Whatever words passed between them, Paula’s face was intent, and Trent’s was unreadable.

That unreadability was what gnawed at her and intrigued the heck out of her.

“What are Trent and Paula talking about?” Carrie asked softly, as though she too felt the shift in the air.

“I’m not sure,” Alisha replied. The honesty was easier than admitting the truth: she had been inventing explanations for Trent all day.

Explanations that made him sound like a man who belonged here.

A man she could trust. The realization startled her.

She had no right to be defending him, and yet she had.

And the strangest part—she had done it instinctively, the same way she had once explained Tom to her mother after that first meeting years ago. It’s strange, Mom, but I feel like I’ve known him my whole life.

Her mother’s smile had been gentle, knowing. That’s love at first sight, sweetheart.

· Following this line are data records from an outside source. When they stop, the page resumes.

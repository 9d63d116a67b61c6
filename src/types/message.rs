use chrono::{DateTime, FixedOffset};
use mail_parser::{Address, MessageParser};

use super::{FlagSet, Seq};

/// The handful of header fields the shell shows for a message.
#[derive(Clone, Debug, Default, PartialEq, Eq)]
pub struct Headers {
    /// The `From` header, formatted as `Name <address>` entries joined by `, `.
    pub from: Option<String>,
    /// The `To` header, formatted like `from`.
    pub to: Option<String>,
    /// The decoded `Subject` header.
    pub subject: Option<String>,
}

impl Headers {
    /// Parse a raw header block (or a whole message). Anything that does not parse as a header
    /// block yields empty headers rather than an error.
    pub fn parse(raw: &[u8]) -> Headers {
        let message = match MessageParser::default().parse(raw) {
            Some(message) => message,
            None => return Headers::default(),
        };

        Headers {
            from: format_address_list(message.from()),
            to: format_address_list(message.to()),
            subject: message.subject().map(str::to_string),
        }
    }
}

fn format_address_list(addr: Option<&Address<'_>>) -> Option<String> {
    let parts: Vec<String> = addr?
        .iter()
        .map(|a| {
            let email = a.address.as_deref().unwrap_or("");
            match a.name.as_deref() {
                Some(name) if !name.is_empty() => format!("{} <{}>", name, email),
                _ => email.to_string(),
            }
        })
        .collect();

    if parts.is_empty() {
        None
    } else {
        Some(parts.join(", "))
    }
}

/// One row of a message listing.
#[derive(Clone, Debug, PartialEq, Eq)]
pub struct MessageSummary {
    /// The sequence number in the listed folder.
    pub seq: Seq,
    /// The parsed headers.
    pub headers: Headers,
    /// The server's internal date.
    pub internal_date: Option<DateTime<FixedOffset>>,
    /// The flags set on the message.
    pub flags: FlagSet,
}

/// A complete message, as shown by `peek`.
#[derive(Clone, Debug, PartialEq, Eq)]
pub struct Message {
    /// The sequence number in the folder it was fetched from.
    pub seq: Seq,
    /// The parsed headers.
    pub headers: Headers,
    /// The raw message.
    pub body: Vec<u8>,
    /// The server's internal date.
    pub internal_date: Option<DateTime<FixedOffset>>,
    /// The flags set on the message.
    pub flags: FlagSet,
}
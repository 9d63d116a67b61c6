use chrono::{DateTime, FixedOffset};

use super::{FlagSet, Seq};

/// The data items requested by a `FETCH`.
#[derive(Clone, Copy, Debug, PartialEq, Eq)]
pub enum FetchItems {
    /// The header block, internal date and flags.
    Headers,
    /// The complete message, internal date and flags.
    Full,
}

impl FetchItems {
    /// The `FETCH` item list. Both use `BODY.PEEK` so that fetching never sets `\Seen`.
    pub fn query(self) -> &'static str {
        match self {
            FetchItems::Headers => "(BODY.PEEK[HEADER] INTERNALDATE FLAGS)",
            FetchItems::Full => "(BODY.PEEK[] INTERNALDATE FLAGS)",
        }
    }
}

/// The data about one message that came back from a `FETCH`.
#[derive(Clone, Debug, PartialEq, Eq)]
pub struct Fetched {
    /// The sequence number of this message in the selection it was fetched from.
    pub seq: Seq,
    /// The header block, if [`FetchItems::Headers`] was requested.
    pub header: Option<Vec<u8>>,
    /// The whole message, byte for byte, if [`FetchItems::Full`] was requested.
    pub body: Option<Vec<u8>>,
    /// The date the server recorded when the message was delivered.
    pub internal_date: Option<DateTime<FixedOffset>>,
    /// The flags set on the message.
    pub flags: FlagSet,
}

impl Fetched {
    /// A fetch result with nothing but a sequence number.
    pub fn new(seq: Seq) -> Self {
        Fetched {
            seq,
            header: None,
            body: None,
            internal_date: None,
            flags: FlagSet::new(),
        }
    }
}
//! Folder selection scoped to a single operation.

use std::ops::{Deref, DerefMut};

use log::{debug, warn};

use crate::error::{Error, Result};
use crate::mailstore::{Access, Mailstore};

/// A folder that is selected on a store until this guard is closed or dropped.
///
/// The guard borrows the store mutably, so a second folder cannot be selected on the same store
/// while this one is open. Every path out of the guard issues exactly one `CLOSE`.
#[derive(Debug)]
pub struct SelectedFolder<'s, M: Mailstore> {
    store: &'s mut M,
    name: String,
    exists: u32,
    closed: bool,
}

impl<'s, M: Mailstore> SelectedFolder<'s, M> {
    /// Select `name` with `EXAMINE` (read-only) or `SELECT` (read-write).
    pub fn open(store: &'s mut M, name: &str, access: Access) -> Result<Self> {
        debug!("opening {} ({:?})", name, access);
        let exists = store
            .select_folder(name, access)
            .map_err(|source| Error::FolderUnavailable {
                folder: name.to_string(),
                source,
            })?;
        Ok(SelectedFolder {
            store,
            name: name.to_string(),
            exists,
            closed: false,
        })
    }

    /// The selected folder's name.
    pub fn name(&self) -> &str {
        &self.name
    }

    /// The number of messages the folder held when it was selected.
    pub fn exists(&self) -> u32 {
        self.exists
    }

    /// Close the folder now and report whether the server accepted the `CLOSE`.
    pub fn close(mut self) -> Result<()> {
        self.closed = true;
        debug!("closing {}", self.name);
        self.store.close_folder().map_err(Error::protocol("CLOSE"))
    }
}

impl<'s, M: Mailstore> Deref for SelectedFolder<'s, M> {
    type Target = M;

    fn deref(&self) -> &M {
        &*self.store
    }
}

impl<'s, M: Mailstore> DerefMut for SelectedFolder<'s, M> {
    fn deref_mut(&mut self) -> &mut M {
        &mut *self.store
    }
}

impl<'s, M: Mailstore> Drop for SelectedFolder<'s, M> {
    fn drop(&mut self) {
        if !self.closed {
            self.closed = true;
            if let Err(e) = self.store.close_folder() {
                warn!("closing {} failed: {}", self.name, e);
            }
        }
    }
}

/// Select `name`, run `body` on it, and close it again.
///
/// If the folder cannot be selected, `body` does not run and the error is
/// [`Error::FolderUnavailable`]. If `body` fails, its error is returned and a failing `CLOSE` is
/// only logged. If `body` succeeds, a failing `CLOSE` is returned instead of the result.
pub fn with_folder<M, T, F>(store: &mut M, name: &str, access: Access, body: F) -> Result<T>
where
    M: Mailstore,
    F: FnOnce(&mut SelectedFolder<'_, M>) -> Result<T>,
{
    let mut folder = SelectedFolder::open(store, name, access)?;
    match body(&mut folder) {
        Ok(value) => {
            folder.close()?;
            Ok(value)
        }
        Err(e) => {
            if let Err(close) = folder.close() {
                warn!("{}", close);
            }
            Err(e)
        }
    }
}

#[cfg(test)]
mod tests {
    use super::*;
    use crate::testing::{MemoryStore, StoredMessage};

    fn inbox() -> MemoryStore {
        MemoryStore::new().with_folder(
            "INBOX",
            vec![StoredMessage::new("a", &[]), StoredMessage::new("b", &[])],
        )
    }

    #[test]
    fn closes_after_success() {
        let mut store = inbox();
        let exists = with_folder(&mut store, "INBOX", Access::ReadOnly, |f| Ok(f.exists())).unwrap();
        assert_eq!(exists, 2);
        assert_eq!(store.commands(), vec!["EXAMINE INBOX", "CLOSE"]);
    }

    #[test]
    fn closes_after_failure_and_keeps_body_error() {
        let mut store = inbox().failing("CLOSE", 1);
        let result: Result<()> = with_folder(&mut store, "INBOX", Access::ReadWrite, |f| {
            Err(Error::MessageNotFound {
                folder: f.name().to_string(),
                seq: 9,
            })
        });
        match result {
            Err(Error::MessageNotFound { seq: 9, .. }) => {}
            other => panic!("unexpected result: {:?}", other),
        }
        assert_eq!(store.count("CLOSE"), 1);
    }

    #[test]
    fn close_failure_after_success_is_returned() {
        let mut store = inbox().failing("CLOSE", 1);
        match with_folder(&mut store, "INBOX", Access::ReadOnly, |_| Ok(())) {
            Err(Error::Protocol { action: "CLOSE", .. }) => {}
            other => panic!("unexpected result: {:?}", other),
        }
        assert_eq!(store.count("CLOSE"), 1);
    }

    #[test]
    fn unselectable_folder_skips_body() {
        let mut store = inbox();
        let mut ran = false;
        let result = with_folder(&mut store, "Nope", Access::ReadOnly, |_| {
            ran = true;
            Ok(())
        });
        assert!(matches!(result, Err(Error::FolderUnavailable { ref folder, .. }) if folder == "Nope"));
        assert!(!ran);
        assert_eq!(store.count("CLOSE"), 0);
    }

    #[test]
    fn dropped_guard_closes_once() {
        let mut store = inbox();
        {
            let _folder = SelectedFolder::open(&mut store, "INBOX", Access::ReadOnly).unwrap();
        }
        assert_eq!(store.count("CLOSE"), 1);
    }

    #[test]
    fn panicking_body_still_closes() {
        let store = inbox();
        let mut handle = store.clone();
        let result = std::panic::catch_unwind(std::panic::AssertUnwindSafe(|| {
            let _ = with_folder(&mut handle, "INBOX", Access::ReadOnly, |_| -> Result<()> {
                panic!("boom")
            });
        }));
        assert!(result.is_err());
        assert_eq!(store.count("CLOSE"), 1);
    }
}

The soul knows when it’s found the one.

The echo of that memory cut sharply now, a betrayal of everything she had built since Tom’s death. Love at first sight? That was foolish. Dangerous. And Trent Ryder was dangerous. He wasn’t just hiding secrets. He was his secrets.

Yet her heart didn’t listen. It flipped when he turned back toward them, and the traitorous beat thrilled through her even as her mind warned her she was standing on the edge of something she might not come back from.

He grinned, masking the shadows in his eyes, and Carrie pulled him into her arms with relief that was pure and real.

Alisha watched the exchange, her chest tightening.

She could see the good son, the devoted agent, the steady presence her father admired.

But she had also seen the flinch at his ribs, the quiet familiarity with Paula, and the calculated way he had steered them all night.

And in that moment, Alisha knew two things for certain.

She was already in trouble where Trent Ryder was concerned.

And whatever storm had brought them together was only just the beginning.